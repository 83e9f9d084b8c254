//! Fault-isolating breaker shared by all collaborator wrappers
//!
//! # State Machine
//!
//! ```text
//!            slow call                  slow call, count < max
//! Enabled ─────────────▶ TimedOut ───────────────────────────▶ Enabled
//!    ▲                      │
//!    └──── fast call ───────┤ slow call, count ≥ max
//!                           ▼
//!  any state ── error / panic ──▶ Disabled (terminal)
//! ```
//!
//! Timeouts are detected after the call returns. A collaborator that never
//! returns blocks its caller; the breaker cannot preempt it.

use std::panic::{catch_unwind, AssertUnwindSafe};
use std::sync::atomic::{AtomicU32, AtomicU8, Ordering};
use std::sync::Arc;
use std::time::Duration;

use serde::Serialize;
use tracing::warn;

use crate::diagnostics::Diagnostics;
use crate::error::Result;
use crate::timer::Timer;

/// The kind of collaborator a breaker protects
#[derive(Debug, Clone, Copy, PartialEq, Eq, Serialize)]
#[serde(rename_all = "snake_case")]
pub enum CollaboratorKind {
    ScalarProbe,
    EnvironmentProbe,
    DataSink,
}

impl std::fmt::Display for CollaboratorKind {
    fn fmt(&self, f: &mut std::fmt::Formatter<'_>) -> std::fmt::Result {
        match self {
            CollaboratorKind::ScalarProbe => write!(f, "scalar probe"),
            CollaboratorKind::EnvironmentProbe => write!(f, "environment probe"),
            CollaboratorKind::DataSink => write!(f, "data sink"),
        }
    }
}

/// Breaker state
#[derive(Debug, Clone, Copy, PartialEq, Eq, Serialize)]
#[serde(rename_all = "snake_case")]
pub enum BreakerState {
    /// Calls pass through
    Enabled,
    /// The last call was slow; calls still pass through
    TimedOut,
    /// Permanently off
    Disabled,
}

impl BreakerState {
    fn to_u8(self) -> u8 {
        match self {
            BreakerState::Enabled => 0,
            BreakerState::TimedOut => 1,
            BreakerState::Disabled => 2,
        }
    }

    fn from_u8(raw: u8) -> Self {
        match raw {
            0 => BreakerState::Enabled,
            1 => BreakerState::TimedOut,
            _ => BreakerState::Disabled,
        }
    }
}

/// Outcome of one [`Breaker::call`]
#[derive(Debug, Clone, Copy, PartialEq, Eq)]
pub enum CallOutcome {
    /// The collaborator was invoked and returned `Ok`
    Completed,
    /// The collaborator was invoked and failed; it is now disabled
    Failed,
    /// The breaker is disabled; the collaborator was not invoked
    Skipped,
}

pub struct Breaker {
    kind: CollaboratorKind,
    name: String,
    timeout_nanos: u64,
    max_timeouts: u32,
    timer: Arc<dyn Timer>,
    diagnostics: Arc<Diagnostics>,
    state: AtomicU8,
    num_timeouts: AtomicU32,
}

impl Breaker {
    pub fn new(
        kind: CollaboratorKind,
        name: impl Into<String>,
        timeout: Duration,
        max_timeouts: u32,
        timer: Arc<dyn Timer>,
        diagnostics: Arc<Diagnostics>,
    ) -> Self {
        Self {
            kind,
            name: name.into(),
            timeout_nanos: timeout.as_nanos() as u64,
            max_timeouts,
            timer,
            diagnostics,
            state: AtomicU8::new(BreakerState::Enabled.to_u8()),
            num_timeouts: AtomicU32::new(0),
        }
    }

    pub fn name(&self) -> &str {
        &self.name
    }

    pub fn kind(&self) -> CollaboratorKind {
        self.kind
    }

    pub fn state(&self) -> BreakerState {
        BreakerState::from_u8(self.state.load(Ordering::Acquire))
    }

    pub fn num_timeouts(&self) -> u32 {
        self.num_timeouts.load(Ordering::Acquire)
    }

    pub fn timeout(&self) -> Duration {
        Duration::from_nanos(self.timeout_nanos)
    }

    /// Invoke `f` unless disabled, timing it and absorbing errors and panics
    pub fn call<F>(&self, f: F) -> CallOutcome
    where
        F: FnOnce() -> Result<()>,
    {
        self.invoke(f, true)
    }

    /// Like [`Breaker::call`], but the duration of `f` does not count
    /// towards timeouts. Used for `prepare` and `shutdown`.
    pub fn call_untimed<F>(&self, f: F) -> CallOutcome
    where
        F: FnOnce() -> Result<()>,
    {
        self.invoke(f, false)
    }

    fn invoke<F>(&self, f: F, timed: bool) -> CallOutcome
    where
        F: FnOnce() -> Result<()>,
    {
        let state = self.state();
        if state == BreakerState::Disabled {
            return CallOutcome::Skipped;
        }

        let start = self.timer.current_nanos();
        let result = catch_unwind(AssertUnwindSafe(f));
        let duration = self.timer.current_nanos().saturating_sub(start);

        match result {
            Ok(Ok(())) => {
                if timed {
                    self.handle_duration(state, duration);
                }
                CallOutcome::Completed
            }
            Ok(Err(e)) => {
                warn!(
                    kind = %self.kind,
                    name = %self.name,
                    error = %e,
                    "disabling {} because an error occurred", self.kind
                );
                self.disable();
                CallOutcome::Failed
            }
            Err(panic) => {
                let reason = panic_message(panic.as_ref());
                warn!(
                    kind = %self.kind,
                    name = %self.name,
                    panic = %reason,
                    "disabling {} because it panicked", self.kind
                );
                self.disable();
                CallOutcome::Failed
            }
        }
    }

    fn handle_duration(&self, state: BreakerState, duration_nanos: u64) {
        if duration_nanos <= self.timeout_nanos {
            if state == BreakerState::TimedOut {
                self.transition(BreakerState::TimedOut, BreakerState::Enabled);
            }
            return;
        }

        let count = self.num_timeouts.fetch_add(1, Ordering::AcqRel) + 1;
        match state {
            BreakerState::Enabled => {
                if self.transition(BreakerState::Enabled, BreakerState::TimedOut) {
                    warn!(
                        kind = %self.kind,
                        name = %self.name,
                        duration_nanos,
                        "{} timed out", self.kind
                    );
                }
            }
            BreakerState::TimedOut if count >= self.max_timeouts => {
                warn!(
                    kind = %self.kind,
                    name = %self.name,
                    timeouts = count,
                    "{} timed out {} times - permanently disabling", self.kind, count
                );
                self.disable();
            }
            BreakerState::TimedOut => {
                self.transition(BreakerState::TimedOut, BreakerState::Enabled);
            }
            BreakerState::Disabled => {}
        }
    }

    /// Move from `from` to `to` unless another call changed the state since
    /// it was observed. Disabled is never left.
    fn transition(&self, from: BreakerState, to: BreakerState) -> bool {
        self.state
            .compare_exchange(from.to_u8(), to.to_u8(), Ordering::AcqRel, Ordering::Acquire)
            .is_ok()
    }

    fn disable(&self) {
        let previous = self.state.swap(BreakerState::Disabled.to_u8(), Ordering::AcqRel);
        if BreakerState::from_u8(previous) != BreakerState::Disabled {
            self.diagnostics.collaborators_disabled.inc();
        }
    }
}

impl std::fmt::Debug for Breaker {
    fn fmt(&self, f: &mut std::fmt::Formatter<'_>) -> std::fmt::Result {
        f.debug_struct("Breaker")
            .field("kind", &self.kind)
            .field("name", &self.name)
            .field("timeout_nanos", &self.timeout_nanos)
            .field("max_timeouts", &self.max_timeouts)
            .field("state", &self.state())
            .field("num_timeouts", &self.num_timeouts())
            .finish()
    }
}

fn panic_message(payload: &(dyn std::any::Any + Send)) -> String {
    if let Some(s) = payload.downcast_ref::<&str>() {
        s.to_string()
    } else if let Some(s) = payload.downcast_ref::<String>() {
        s.clone()
    } else {
        "unknown panic".to_string()
    }
}
//! System load average probe

use std::fs;
use std::path::PathBuf;

use super::{Mementos, ScalarProbe, ScalarResults};
use crate::data::ScalarDataPoint;
use crate::error::{Error, Result};

const LOADAVG_PATH: &str = "/proc/loadavg";

/// Fraction digits of the published load averages
const LOAD_DIGITS: u8 = 2;

/// Publishes the 1, 5 and 15 minute load averages as
/// `load-1-minute`, `load-5-minutes` and `load-15-minutes`
#[derive(Debug, Clone)]
pub struct SystemLoadProbe {
    path: PathBuf,
}

impl Default for SystemLoadProbe {
    fn default() -> Self {
        Self::new()
    }
}

impl SystemLoadProbe {
    pub fn new() -> Self {
        Self {
            path: PathBuf::from(LOADAVG_PATH),
        }
    }

    /// Read from a different file, e.g. a fixture
    pub fn with_path(path: impl Into<PathBuf>) -> Self {
        Self { path: path.into() }
    }
}

impl ScalarProbe for SystemLoadProbe {
    fn name(&self) -> &str {
        "system-load"
    }

    fn contribute(
        &self,
        results: &mut ScalarResults,
        timestamp_millis: i64,
        _mementos: &Mementos,
    ) -> Result<()> {
        let content = fs::read_to_string(&self.path)?;
        let [one, five, fifteen] = parse_loadavg(&content)?;

        for (name, value) in [
            ("load-1-minute", one),
            ("load-5-minutes", five),
            ("load-15-minutes", fifteen),
        ] {
            results.insert(
                name.to_string(),
                ScalarDataPoint::new(timestamp_millis, name, value, LOAD_DIGITS),
            );
        }
        Ok(())
    }
}

/// Parse the first three fields of `/proc/loadavg` as fixed-point values with
/// two fraction digits
pub fn parse_loadavg(content: &str) -> Result<[i64; 3]> {
    let mut fields = content.split_whitespace();
    let mut values = [0i64; 3];
    for value in values.iter_mut() {
        let field = fields
            .next()
            .ok_or_else(|| Error::Parse(format!("truncated loadavg: {:?}", content)))?;
        *value = parse_fixed(field, LOAD_DIGITS)?;
    }
    Ok(values)
}

/// `"1.5"` with 2 digits becomes 150
fn parse_fixed(field: &str, digits: u8) -> Result<i64> {
    let invalid = || Error::Parse(format!("invalid decimal: {:?}", field));

    let (int_part, frac_part) = field.split_once('.').unwrap_or((field, ""));
    if frac_part.len() > digits as usize {
        return Err(invalid());
    }
    let int_value: i64 = int_part.parse().map_err(|_| invalid())?;
    let frac_value: i64 = if frac_part.is_empty() {
        0
    } else {
        frac_part.parse().map_err(|_| invalid())?
    };
    let scale = 10i64.pow(digits as u32);
    let frac_scale = 10i64.pow(digits as u32 - frac_part.len() as u32);
    Ok(int_value * scale + frac_value * frac_scale)
}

> _Task brief_: Please reproduce, exactly as they appear above, the lines from the line containing "the state since" up to and including the line containing "if BreakerState::from_u8(previous) != BreakerState::Disabled".

> _Exercise solution_:
    /// Move from `from` to `to` unless another call changed the state since
    /// it was observed. Disabled is never left.
    fn transition(&self, from: BreakerState, to: BreakerState) -> bool {
        self.state
            .compare_exchange(from.to_u8(), to.to_u8(), Ordering::AcqRel, Ordering::Acquire)
            .is_ok()
    }

    fn disable(&self) {
        let previous = self.state.swap(BreakerState::Disabled.to_u8(), Ordering::AcqRel);
        if BreakerState::from_u8(previous) != BreakerState::Disabled {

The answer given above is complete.